Meng Chuan memiliki tiga kekuatan ilahi dan juga telah mengkultivasikan Rune Petir. Rune-rune tersebut juga mengandung misteri dunia. Namun, dibandingkan dengan rune pada Cakram Bilah Darah, jumlah rune tersebut ratusan juta kali lebih banyak. Kompleksitas rune tersebut juga tidak ada bandingannya. Meng Chuan dapat melihat 128 lapisan rune di dalam Cakram Bilah Darah. Terlebih lagi, banyak rune yang tersembunyi di dalam ruang-waktu. Rune-rune itu sesekali muncul dalam persepsinya, tetapi Meng Chuan merasa sulit untuk melihat rune-rune itu secara utuh.

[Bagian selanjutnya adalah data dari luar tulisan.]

// SPDX-License-Identifier: BUSL-1.1
// Copyright (c) 2026 Alfred Jean LLC

//! ID generation for catalog rows
//!
//! Ids carry a short kind prefix (`wp`, `folder`) so log lines and WAL entries
//! stay readable.

use std::sync::atomic::{AtomicU64, Ordering};
use std::sync::Arc;

/// Generates unique identifiers
pub trait IdGen: Clone + Send + Sync {
    fn next(&self, kind: &str) -> String;
}

/// UUID-based ID generator for production use
#[derive(Clone, Default)]
pub struct UuidIdGen;

impl IdGen for UuidIdGen {
    fn next(&self, kind: &str) -> String {
        format!("{}-{}", kind, uuid::Uuid::new_v4().simple())
    }
}

/// Sequential ID generator for testing
///
/// The counter is shared across kinds and clones.
#[derive(Clone, Default)]
pub struct SequentialIdGen {
    counter: Arc<AtomicU64>,
}

impl SequentialIdGen {
    pub fn new() -> Self {
        Self::default()
    }
}

impl IdGen for SequentialIdGen {
    fn next(&self, kind: &str) -> String {
        let n = self.counter.fetch_add(1, Ordering::SeqCst) + 1;
        format!("{}-{}", kind, n)
    }
}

Apakah ini perbedaan antara seorang Tokoh Kesengsaraan Jiwa Esensi dan diriku? Meng Chuan menghela napas dalam hati. Untungnya, ini adalah harta pelindung yang dimurnikan oleh Tokoh Kesengsaraan itu untuk muridnya. Aku akan mengendalikannya pada tingkat yang dangkal saja untuk saat ini. Semakin tinggi alamnya, semakin banyak rune yang bisa ia kendalikan. Barulah ia akan mampu mengerahkan kekuatan penuh dari Cakram Bilah Darah.